Tighter Performance Theory of FedExProx
Pith reviewed 2026-05-23 18:55 UTC · model grok-4.3
The pith
FedExProx achieves provably better total complexity than gradient descent on quadratic problems through a tighter analysis.
A machine-rendered reading of the paper's core claim, the machinery that carries it, and where it could break.
Core claim
FedExProx, a distributed optimization method using extrapolation, has a tighter linear convergence rate than previously established, allowing it to provably outperform gradient descent in total computation-plus-communication complexity on quadratic problems and to achieve faster rates than prior strongly convex analyses when applied to Polyak-Lojasiewicz functions.
What carries the argument
the novel analysis framework that establishes tighter linear convergence rates for non-strongly convex quadratic problems while accounting for both computation and communication costs
If this is right
- FedExProx has lower total complexity than gradient descent on quadratics.
- Adaptive extrapolation strategies based on gradient diversity or Polyak stepsizes significantly outperform previous results under partial participation.
- The method achieves better convergence rates on Polyak-Lojasiewicz functions than under previous strongly convex analyses.
- Empirical results support the theoretical improvements.
Where Pith is reading between the lines
- This opens the door to applying similar tighter analyses to other extrapolation-based distributed methods.
- The benefits may extend to non-quadratic problems beyond the Polyak-Lojasiewicz class if similar frameworks can be developed.

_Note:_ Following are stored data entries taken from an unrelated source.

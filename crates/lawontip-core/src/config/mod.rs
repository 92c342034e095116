mod env;
mod types;

#[cfg(test)]
mod tests;

pub use types::*;

use std::path::Path;

use crate::error::ConfigError;
use crate::vault::{Secret, VaultProvider};

impl Config {
    /// Load configuration from a TOML file with env var overrides.
    ///
    /// Falls back to defaults when the file does not exist.
    ///
    /// # Errors
    ///
    /// Returns an error if the file exists but cannot be read or parsed, or if
    /// the resulting values are inconsistent.
    pub fn load(path: &Path) -> Result<Self, ConfigError> {
        let mut config = if path.exists() {
            let content = std::fs::read_to_string(path).map_err(|source| ConfigError::Read {
                path: path.to_owned(),
                source,
            })?;
            toml::from_str::<Self>(&content).map_err(|source| ConfigError::Parse {
                path: path.to_owned(),
                source,
            })?
        } else {
            tracing::debug!(path = %path.display(), "config file not found, using defaults");
            Self::default()
        };

        config.apply_env_overrides();
        config.validate()?;
        Ok(config)
    }

    /// # Errors
    ///
    /// Returns [`ConfigError::Invalid`] describing the first bad value.
    pub fn validate(&self) -> Result<(), ConfigError> {
        self.splitter
            .to_splitter_config()
            .validate()
            .map_err(ConfigError::Invalid)?;
        if self.retrieval.top_k == 0 {
            return Err(ConfigError::Invalid("retrieval.top_k must be at least 1".into()));
        }
        if self.embedding.batch_size == 0 {
            return Err(ConfigError::Invalid(
                "embedding.batch_size must be at least 1".into(),
            ));
        }
        if self.llm.max_tokens == 0 {
            return Err(ConfigError::Invalid("llm.max_tokens must be at least 1".into()));
        }
        if let Some(t) = self.llm.temperature
            && !(0.0..=2.0).contains(&t)
        {
            return Err(ConfigError::Invalid(format!(
                "llm.temperature must be between 0 and 2, got {t}"
            )));
        }
        if self.prompt.budget_tokens == 0 {
            return Err(ConfigError::Invalid(
                "prompt.budget_tokens must be at least 1".into(),
            ));
        }
        if self.timeouts.llm_seconds == 0 || self.timeouts.embedding_seconds == 0 {
            return Err(ConfigError::Invalid("timeouts must be at least 1 second".into()));
        }
        Ok(())
    }

    /// Resolve the API keys through the vault. Both keys are required; an
    /// empty value counts as missing.
    ///
    /// # Errors
    ///
    /// Returns [`ConfigError::MissingSecrets`] naming every absent key, or
    /// [`ConfigError::Vault`] if the backend fails.
    pub async fn resolve_secrets(&mut self, vault: &dyn VaultProvider) -> Result<(), ConfigError> {
        let mut missing = Vec::new();

        match lookup(vault, GOOGLE_API_KEY).await? {
            Some(val) => self.secrets.google_api_key = Some(Secret::new(val)),
            None => missing.push(GOOGLE_API_KEY),
        }
        match lookup(vault, GROQ_API_KEY).await? {
            Some(val) => self.secrets.groq_api_key = Some(Secret::new(val)),
            None => missing.push(GROQ_API_KEY),
        }

        if missing.is_empty() {
            Ok(())
        } else {
            Err(ConfigError::MissingSecrets(missing))
        }
    }
}

async fn lookup(vault: &dyn VaultProvider, key: &str) -> Result<Option<String>, ConfigError> {
    let value = vault
        .get_secret(key)
        .await
        .map_err(|e| ConfigError::Vault(format!("{key}: {e:#}")))?;
    Ok(value.filter(|v| !v.trim().is_empty()))
}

- Practical implementations would need to verify that the adaptive parameter choices do not introduce hidden costs.
Load-bearing premise
The extrapolation parameters can be selected via gradient diversity or Polyak stepsizes in a way that meets the derived bounds without extra communication or prior knowledge of problem constants.
What would settle it
A direct comparison experiment on quadratic problems where the measured total computation and communication cost of FedExProx equals or exceeds that of gradient descent, or where the observed convergence rate matches the old bound rather than the tighter one.
Figures
read the original abstract
We revisit FedExProx - a recently proposed distributed optimization method designed to enhance convergence properties of parallel proximal algorithms via extrapolation. In the process, we uncover a surprising flaw: its known theoretical guarantees on quadratic optimization tasks are no better than those offered by the vanilla Gradient Descent (GD) method. Motivated by this observation, we develop a novel analysis framework, establishing a tighter linear convergence rate for non-strongly convex quadratic problems. By incorporating both computation and communication costs, we demonstrate that FedExProx can indeed provably outperform GD, in stark contrast to the original analysis. Furthermore, we consider partial participation scenarios and analyze two adaptive extrapolation strategies - based on gradient diversity and Polyak stepsizes - again significantly outperforming previous results. Moving beyond quadratics, we extend the applicability of our analysis to general functions satisfying the Polyak-Lojasiewicz condition, outperforming the previous strongly convex analysis while operating under weaker assumptions. Backed by empirical results, our findings point to a new and stronger potential of FedExProx, paving the way for further exploration of the benefits of extrapolation in federated learning.
Editorial analysis
A structured set of objections, weighed in public.
Referee Report
Summary. The paper revisits FedExProx and shows that its prior quadratic guarantees are no better than GD. It develops a new analysis framework that yields tighter linear convergence rates for non-strongly convex quadratics. Incorporating both computation and communication costs, it claims FedExProx provably outperforms GD. For partial participation it analyzes two adaptive extrapolation rules (gradient diversity and Polyak stepsizes) that again improve on prior results. The analysis is extended to PL functions under weaker assumptions than strong convexity, with empirical support.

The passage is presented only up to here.